As the answer, give a copy of each line below that includes the word "tokio".

Content starts

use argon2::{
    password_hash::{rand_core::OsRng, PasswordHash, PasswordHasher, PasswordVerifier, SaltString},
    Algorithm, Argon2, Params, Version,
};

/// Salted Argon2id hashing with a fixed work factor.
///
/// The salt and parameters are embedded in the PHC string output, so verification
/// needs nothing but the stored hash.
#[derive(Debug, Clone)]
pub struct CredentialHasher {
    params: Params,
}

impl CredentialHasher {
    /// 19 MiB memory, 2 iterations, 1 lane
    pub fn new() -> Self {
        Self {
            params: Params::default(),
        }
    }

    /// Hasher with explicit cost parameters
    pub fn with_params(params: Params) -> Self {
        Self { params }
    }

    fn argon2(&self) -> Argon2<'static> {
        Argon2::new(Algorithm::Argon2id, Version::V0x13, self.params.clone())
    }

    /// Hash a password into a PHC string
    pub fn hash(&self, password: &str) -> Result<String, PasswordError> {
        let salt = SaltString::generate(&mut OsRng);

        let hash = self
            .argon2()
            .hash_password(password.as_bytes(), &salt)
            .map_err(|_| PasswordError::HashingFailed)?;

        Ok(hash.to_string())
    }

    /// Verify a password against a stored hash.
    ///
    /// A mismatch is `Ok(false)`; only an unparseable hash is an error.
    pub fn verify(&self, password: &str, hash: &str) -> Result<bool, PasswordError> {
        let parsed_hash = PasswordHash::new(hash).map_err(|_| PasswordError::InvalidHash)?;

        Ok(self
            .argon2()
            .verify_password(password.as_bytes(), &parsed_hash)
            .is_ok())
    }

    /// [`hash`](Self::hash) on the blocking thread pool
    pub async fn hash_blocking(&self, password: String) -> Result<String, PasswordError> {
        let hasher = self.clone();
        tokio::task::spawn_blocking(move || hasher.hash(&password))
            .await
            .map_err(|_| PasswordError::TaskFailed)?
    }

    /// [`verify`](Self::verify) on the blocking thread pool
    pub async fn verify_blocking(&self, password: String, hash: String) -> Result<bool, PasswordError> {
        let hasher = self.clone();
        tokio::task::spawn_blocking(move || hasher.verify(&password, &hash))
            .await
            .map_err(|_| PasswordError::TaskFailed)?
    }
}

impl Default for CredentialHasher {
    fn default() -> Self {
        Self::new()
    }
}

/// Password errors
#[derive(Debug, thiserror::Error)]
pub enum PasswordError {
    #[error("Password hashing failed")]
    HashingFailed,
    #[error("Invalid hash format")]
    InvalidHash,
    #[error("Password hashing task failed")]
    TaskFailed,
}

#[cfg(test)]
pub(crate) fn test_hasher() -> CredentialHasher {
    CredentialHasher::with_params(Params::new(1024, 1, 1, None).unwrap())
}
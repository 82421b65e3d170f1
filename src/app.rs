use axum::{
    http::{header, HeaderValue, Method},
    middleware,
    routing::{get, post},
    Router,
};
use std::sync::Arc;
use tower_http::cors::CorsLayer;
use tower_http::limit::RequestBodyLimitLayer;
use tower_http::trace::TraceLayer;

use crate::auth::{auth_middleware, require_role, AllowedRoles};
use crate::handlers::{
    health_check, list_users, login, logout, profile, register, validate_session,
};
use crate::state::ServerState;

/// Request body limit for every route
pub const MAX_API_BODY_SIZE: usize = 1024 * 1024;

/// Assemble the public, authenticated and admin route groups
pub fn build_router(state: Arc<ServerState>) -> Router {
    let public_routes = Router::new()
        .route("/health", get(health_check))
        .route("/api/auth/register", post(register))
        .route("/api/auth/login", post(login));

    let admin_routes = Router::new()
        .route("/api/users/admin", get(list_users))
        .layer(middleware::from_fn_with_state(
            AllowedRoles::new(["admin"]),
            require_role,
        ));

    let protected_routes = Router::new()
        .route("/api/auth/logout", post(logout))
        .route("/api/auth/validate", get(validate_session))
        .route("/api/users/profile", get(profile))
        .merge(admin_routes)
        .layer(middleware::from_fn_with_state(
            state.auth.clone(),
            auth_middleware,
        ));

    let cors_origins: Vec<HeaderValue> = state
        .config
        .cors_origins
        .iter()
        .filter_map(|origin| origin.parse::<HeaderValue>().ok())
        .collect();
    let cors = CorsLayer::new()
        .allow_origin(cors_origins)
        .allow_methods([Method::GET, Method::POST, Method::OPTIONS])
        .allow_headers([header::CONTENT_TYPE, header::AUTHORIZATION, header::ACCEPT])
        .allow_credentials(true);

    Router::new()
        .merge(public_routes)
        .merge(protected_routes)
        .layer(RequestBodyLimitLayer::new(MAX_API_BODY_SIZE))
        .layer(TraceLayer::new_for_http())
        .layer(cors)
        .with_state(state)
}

Content ends

**Task output**:
        tokio::task::spawn_blocking(move || hasher.hash(&password))
        tokio::task::spawn_blocking(move || hasher.verify(&password, &hash))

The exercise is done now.